We refer to reports that broadcast into China on CNN, the BBC and Norwegian network, NRK, have repeatedly been interrupted when news of the Nobel award is discussed. As the Nobel award ceremony took place on December 10 in Oslo, reports from China said CNN and the BBC were blacked out for an hour. Had viewers been allowed to watch, they would have seen Liu Xiaobo represented by an empty chair.
We are aware of the fact that China’s leadership objects to the prize, and boycotted the Oslo ceremony. We are also aware that Liu Xiaobo is serving an 11- year prison sentence for leading a pro-democracy campaign in China.
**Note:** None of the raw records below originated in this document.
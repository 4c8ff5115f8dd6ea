use super::employee::round2;
use super::status::StatusFlow;
use chrono::{Datelike, NaiveDate, NaiveDateTime};
use serde::{Deserialize, Serialize};
use strum_macros::{AsRefStr, Display, EnumString};
use utoipa::ToSchema;

/// Days of basic salary paid per year of service.
pub const GRATUITY_DAYS_PER_YEAR: f64 = 21.0;
/// Paid annual leave a full year of service earns.
pub const ANNUAL_LEAVE_DAYS: f64 = 30.0;
const DAYS_PER_MONTH: f64 = 30.0;

#[derive(Debug, Clone, Serialize, Deserialize, sqlx::FromRow, ToSchema)]
pub struct FinalSettlement {
    pub id: u64,
    pub employee_id: u64,
    #[schema(nullable = true)]
    pub resignation_id: Option<u64>,
    #[schema(value_type = String, format = "date")]
    pub last_working_day: NaiveDate,
    #[schema(example = 3.42)]
    pub service_years: f64,
    pub basic_salary: f64,
    pub unpaid_salary: f64,
    pub allowances: f64,
    pub leave_encashment: f64,
    pub gratuity_amount: f64,
    pub bonus_amount: f64,
    pub advance_deduction: f64,
    pub other_deductions: f64,
    pub gross_amount: f64,
    pub total_deductions: f64,
    pub net_amount: f64,
    pub status: String,
    #[schema(nullable = true)]
    pub approved_by: Option<u64>,
    #[schema(value_type = Option<String>, format = "date-time")]
    pub approved_at: Option<NaiveDateTime>,
    #[schema(value_type = Option<String>, format = "date-time")]
    pub paid_at: Option<NaiveDateTime>,
    #[schema(nullable = true)]
    pub payment_method: Option<String>,
    #[schema(nullable = true)]
    pub payment_reference: Option<String>,
    #[schema(nullable = true)]
    pub cancellation_reason: Option<String>,
    #[schema(nullable = true)]
    pub notes: Option<String>,
    #[schema(value_type = String, format = "date-time")]
    pub created_at: NaiveDateTime,
}

impl FinalSettlement {
    pub fn amounts(&self) -> SettlementAmounts {
        SettlementAmounts {
            unpaid_salary: self.unpaid_salary,
            allowances: self.allowances,
            leave_encashment: self.leave_encashment,
            gratuity_amount: self.gratuity_amount,
            bonus_amount: self.bonus_amount,
            advance_deduction: self.advance_deduction,
            other_deductions: self.other_deductions,
        }
    }
}

#[derive(Debug, Clone, Copy, PartialEq, Eq, Serialize, Deserialize, Display, EnumString, AsRefStr, ToSchema)]
#[serde(rename_all = "lowercase")]
#[strum(serialize_all = "lowercase")]
pub enum SettlementStatus {
    Pending,
    Approved,
    Paid,
    Cancelled,
}

impl StatusFlow for SettlementStatus {
    const RECORD: &'static str = "final settlement";

    fn next_states(self) -> &'static [Self] {
        match self {
            SettlementStatus::Pending => &[SettlementStatus::Approved, SettlementStatus::Cancelled],
            SettlementStatus::Approved => &[SettlementStatus::Paid, SettlementStatus::Cancelled],
            SettlementStatus::Paid | SettlementStatus::Cancelled => &[],
        }
    }
}

/// What the employee is owed and owes at the time they leave.
#[derive(Debug, Clone, PartialEq)]
pub struct SettlementFacts {
    pub basic_salary: f64,
    /// Monthly food, housing and transport allowances together
    pub monthly_allowances: f64,
    pub hire_date: NaiveDate,
    pub last_working_day: NaiveDate,
    /// False when payroll already covers the final month
    pub final_month_unpaid: bool,
    /// Approved annual leave taken in the year of leaving
    pub annual_leave_taken: f64,
    /// Paid-out advances not yet repaid
    pub outstanding_advances: f64,
}

/// Amounts a settlement is made of; the totals follow from the parts.
#[derive(Debug, Clone, Copy, PartialEq, Default)]
pub struct SettlementAmounts {
    pub unpaid_salary: f64,
    pub allowances: f64,
    pub leave_encashment: f64,
    pub gratuity_amount: f64,
    pub bonus_amount: f64,
    pub advance_deduction: f64,
    pub other_deductions: f64,
}

impl SettlementAmounts {
    pub fn gross(&self) -> f64 {
        round2(self.unpaid_salary + self.allowances + self.leave_encashment + self.gratuity_amount + self.bonus_amount)
    }

    pub fn deductions(&self) -> f64 {
        round2(self.advance_deduction + self.other_deductions)
    }

    /// May be negative when advances exceed what is owed.
    pub fn net(&self) -> f64 {
        round2(self.gross() - self.deductions())
    }

    pub fn has_negative_part(&self) -> bool {
        [
            self.unpaid_salary,
            self.allowances,
            self.leave_encashment,
            self.gratuity_amount,
            self.bonus_amount,
            self.advance_deduction,
            self.other_deductions,
        ]
        .iter()
        .any(|v| *v < 0.0 || !v.is_finite())
    }
}

/// Whole and fractional years between joining and leaving.
pub fn service_years(hire_date: NaiveDate, last_working_day: NaiveDate) -> f64 {
    let days = (last_working_day - hire_date).num_days().max(0);
    round2(days as f64 / 365.25)
}

/// Gratuity is earned only after a full year of service.
pub fn gratuity(basic_salary: f64, years: f64) -> f64 {
    if years < 1.0 {
        return 0.0;
    }
    round2(basic_salary / DAYS_PER_MONTH * GRATUITY_DAYS_PER_YEAR * years)
}

/// Annual leave earned so far in the year of leaving, less what was already taken.
pub fn unused_leave_days(last_working_day: NaiveDate, hire_date: NaiveDate, taken: f64) -> f64 {
    let year_start = NaiveDate::from_ymd_opt(last_working_day.year(), 1, 1).unwrap_or(last_working_day);
    let accrual_start = year_start.max(hire_date);
    let days_in_year = if last_working_day.leap_year() { 366.0 } else { 365.0 };

    let worked = ((last_working_day - accrual_start).num_days() + 1).max(0) as f64;
    round2((ANNUAL_LEAVE_DAYS * worked / days_in_year - taken).max(0.0))
}

/// Days of the given leaves that fall between New Year and the last working day.
pub fn leave_taken_in_final_year(leaves: &[(NaiveDate, NaiveDate)], last_working_day: NaiveDate) -> f64 {
    let year_start = NaiveDate::from_ymd_opt(last_working_day.year(), 1, 1).unwrap_or(last_working_day);
    leaves
        .iter()
        .map(|(start, end)| {
            let from = (*start).max(year_start);
            let to = (*end).min(last_working_day);
            ((to - from).num_days() + 1).max(0) as f64
        })
        .sum()
}

pub fn calculate_settlement(facts: &SettlementFacts) -> (f64, SettlementAmounts) {
    let years = service_years(facts.hire_date, facts.last_working_day);
    let daily_basic = facts.basic_salary / DAYS_PER_MONTH;

    // the final month is paid pro rata for the days worked in it
    let days_worked = f64::from(facts.last_working_day.day()).min(DAYS_PER_MONTH);
    let (unpaid_salary, allowances) = if facts.final_month_unpaid {
        (
            round2(daily_basic * days_worked),
            round2(facts.monthly_allowances / DAYS_PER_MONTH * days_worked),
        )
    } else {
        (0.0, 0.0)
    };

    let leave_days = unused_leave_days(facts.last_working_day, facts.hire_date, facts.annual_leave_taken);

    let amounts = SettlementAmounts {
        unpaid_salary,
        allowances,
        leave_encashment: round2(daily_basic * leave_days),
        gratuity_amount: gratuity(facts.basic_salary, years),
        bonus_amount: 0.0,
        advance_deduction: round2(facts.outstanding_advances.max(0.0)),
        other_deductions: 0.0,
    };
    (years, amounts)
}

#[cfg(test)]
mod tests {
    use super::*;

    fn d(s: &str) -> NaiveDate {
        NaiveDate::parse_from_str(s, "%Y-%m-%d").unwrap()
    }

    fn facts() -> SettlementFacts {
        SettlementFacts {
            basic_salary: 3000.0,
            monthly_allowances: 600.0,
            hire_date: d("2022-03-15"),
            last_working_day: d("2026-03-15"),
            final_month_unpaid: true,
            annual_leave_taken: 2.0,
            outstanding_advances: 500.0,
        }
    }

    #[test]
    fn gratuity_needs_a_full_year() {
        assert_eq!(gratuity(3000.0, 0.99), 0.0);
        assert_eq!(gratuity(3000.0, 1.0), 2100.0);
        assert_eq!(gratuity(3000.0, 2.5), 5250.0);
    }

    #[test]
    fn service_years_count_from_joining() {
        assert_eq!(service_years(d("2022-03-15"), d("2026-03-15")), 4.0);
        assert_eq!(service_years(d("2026-03-15"), d("2026-01-01")), 0.0);
    }

    #[test]
    fn leave_accrues_from_the_later_of_new_year_and_joining() {
        // 74 of 365 days worked in 2026
        assert_eq!(unused_leave_days(d("2026-03-15"), d("2020-01-01"), 0.0), 6.08);
        assert_eq!(unused_leave_days(d("2026-03-15"), d("2026-03-01"), 0.0), 1.23);
        assert_eq!(unused_leave_days(d("2026-03-15"), d("2020-01-01"), 10.0), 0.0);
    }

    #[test]
    fn leave_is_clipped_to_the_final_year() {
        let leaves = [
            (d("2025-12-30"), d("2026-01-02")),
            (d("2026-02-10"), d("2026-02-11")),
            (d("2026-03-14"), d("2026-03-20")),
            (d("2025-06-01"), d("2025-06-05")),
        ];
        assert_eq!(leave_taken_in_final_year(&leaves, d("2026-03-15")), 6.0);
    }

    #[test]
    fn settlement_pays_the_final_month_and_recovers_advances() {
        let (years, amounts) = calculate_settlement(&facts());
        assert_eq!(years, 4.0);
        assert_eq!(amounts.unpaid_salary, 1500.0);
        assert_eq!(amounts.allowances, 300.0);
        assert_eq!(amounts.gratuity_amount, 8400.0);
        // (30 * 74 / 365 - 2) days of 100
        assert_eq!(amounts.leave_encashment, 408.0);
        assert_eq!(amounts.advance_deduction, 500.0);
        assert_eq!(amounts.gross(), 10608.0);
        assert_eq!(amounts.net(), 10108.0);
    }

    #[test]
    fn paid_final_month_is_not_paid_twice() {
        let (_, amounts) = calculate_settlement(&SettlementFacts { final_month_unpaid: false, ..facts() });
        assert_eq!(amounts.unpaid_salary, 0.0);
        assert_eq!(amounts.allowances, 0.0);
    }

    #[test]
    fn paid_and_cancelled_are_final() {
        assert!(SettlementStatus::Pending.can_transition_to(SettlementStatus::Approved));
        assert!(!SettlementStatus::Pending.can_transition_to(SettlementStatus::Paid));
        assert!(SettlementStatus::Approved.can_transition_to(SettlementStatus::Cancelled));
        assert!(SettlementStatus::Paid.is_final());
    }

    #[test]
    fn negative_parts_are_detected() {
        let amounts = SettlementAmounts { bonus_amount: -1.0, ..SettlementAmounts::default() };
        assert!(amounts.has_negative_part());
        assert!(!SettlementAmounts::default().has_negative_part());
    }
}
Be that as it may, Liu Xiaobo is the first Chinese citizen to receive the Nobel prize and he is a symbol to many in the world — and, we would suggest, to many within China itself — of great individual courage. As Thorbjorn Jagland, chairman of the Nobel Committee, stated, the award “is a signal to China that it would be very important for China’s future to combine economic development with political reforms and support for those in China fighting for basic human rights.”
China is accepted in world councils as an emerging market nation of vast economic importance. Its leaders say you wish to move toward more open voting and the rule of law. If this is true, it may shock you to know that only countries regarded as extreme dictatorships such as Nazi Germany, Soviet Russia and Burma, have until now boycotted the Nobel Peace Prize ceremony in Oslo. Yours is the first such boycott since 1991, when Burma locked up Aung San Su Kyi, who had recently won a national election.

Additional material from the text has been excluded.